━━━ SUPPLIED INFORMATION

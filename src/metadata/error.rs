use crate::errors::domain::{classify_message_by_patterns, DomainError, ErrorCode};
use std::fmt;

#[derive(Debug, Clone, Copy, PartialEq, Eq)]
pub enum MetadataErrorCode {
    ProbeFailed,
    ProbeNotFound,
    ProbePermissionDenied,
    UnsupportedMedia,
    TaskFailed,
}

impl ErrorCode for MetadataErrorCode {
    fn as_code_str(self) -> &'static str {
        match self {
            Self::ProbeFailed => "probe_failed",
            Self::ProbeNotFound => "probe_not_found",
            Self::ProbePermissionDenied => "probe_permission_denied",
            Self::UnsupportedMedia => "unsupported_media",
            Self::TaskFailed => "task_failed",
        }
    }
}

#[derive(Debug, Clone)]
pub struct MetadataError {
    code: MetadataErrorCode,
    message: String,
}

impl MetadataError {
    pub fn new(code: MetadataErrorCode, message: impl Into<String>) -> Self {
        Self {
            code,
            message: message.into(),
        }
    }

    pub fn code(&self) -> MetadataErrorCode {
        self.code
    }

    /// Classifies what `ffprobe` wrote to stderr before exiting non-zero.
    pub fn from_probe_stderr(stderr: &str) -> Self {
        let message = stderr
            .lines()
            .rev()
            .map(str::trim)
            .find(|line| !line.is_empty())
            .unwrap_or("ffprobe failed without output");
        let code = classify_message_by_patterns(
            message,
            PROBE_STDERR_RULES,
            MetadataErrorCode::ProbeFailed,
        );
        Self::new(code, format!("ffprobe: {message}"))
    }

    /// Files that are simply not media are expected and not worth a warning.
    pub fn is_expected(&self) -> bool {
        self.code == MetadataErrorCode::UnsupportedMedia
    }
}

impl fmt::Display for MetadataError {
    fn fmt(&self, f: &mut fmt::Formatter<'_>) -> fmt::Result {
        write!(f, "{}", self.message)
    }
}

impl std::error::Error for MetadataError {}

impl DomainError for MetadataError {
    fn code_str(&self) -> &'static str {
        self.code.as_code_str()
    }

    fn message(&self) -> &str {
        &self.message
    }
}

pub type MetadataResult<T> = Result<T, MetadataError>;

const PROBE_STDERR_RULES: &[(MetadataErrorCode, &[&str])] = &[
    (
        MetadataErrorCode::ProbeNotFound,
        &["no such file or directory"],
    ),
    (
        MetadataErrorCode::ProbePermissionDenied,
        &["permission denied"],
    ),
    (
        MetadataErrorCode::UnsupportedMedia,
        &[
            "invalid data found when processing input",
            "moov atom not found",
            "end of file",
            "could not find codec parameters",
        ],
    ),
];

#[cfg(test)]
mod tests {
    use super::*;

    #[test]
    fn last_stderr_line_decides_the_code() {
        let err = MetadataError::from_probe_stderr(
            "[mov,mp4 @ 0x55] moov atom not found\n/tmp/broken.mp4: Invalid data found when processing input\n",
        );
        assert_eq!(err.code(), MetadataErrorCode::UnsupportedMedia);
        assert!(err.is_expected());
        assert_eq!(
            err.to_string(),
            "ffprobe: /tmp/broken.mp4: Invalid data found when processing input"
        );
    }

    #[test]
    fn access_problems_are_not_expected() {
        let err = MetadataError::from_probe_stderr("/root/x.mp3: Permission denied");
        assert_eq!(err.code(), MetadataErrorCode::ProbePermissionDenied);
        assert!(!err.is_expected());

        let err = MetadataError::from_probe_stderr("/gone.ogg: No such file or directory");
        assert_eq!(err.code(), MetadataErrorCode::ProbeNotFound);
    }

    #[test]
    fn silent_failure_falls_back() {
        let err = MetadataError::from_probe_stderr("  \n");
        assert_eq!(err.code(), MetadataErrorCode::ProbeFailed);
        assert_eq!(err.to_string(), "ffprobe: ffprobe failed without output");
    }
}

━━━━━━

TASK OBJECTIVE ->
Tell how many lines of the listing above contain "input", giving the number alone.

EXERCISE OUTPUT ->
3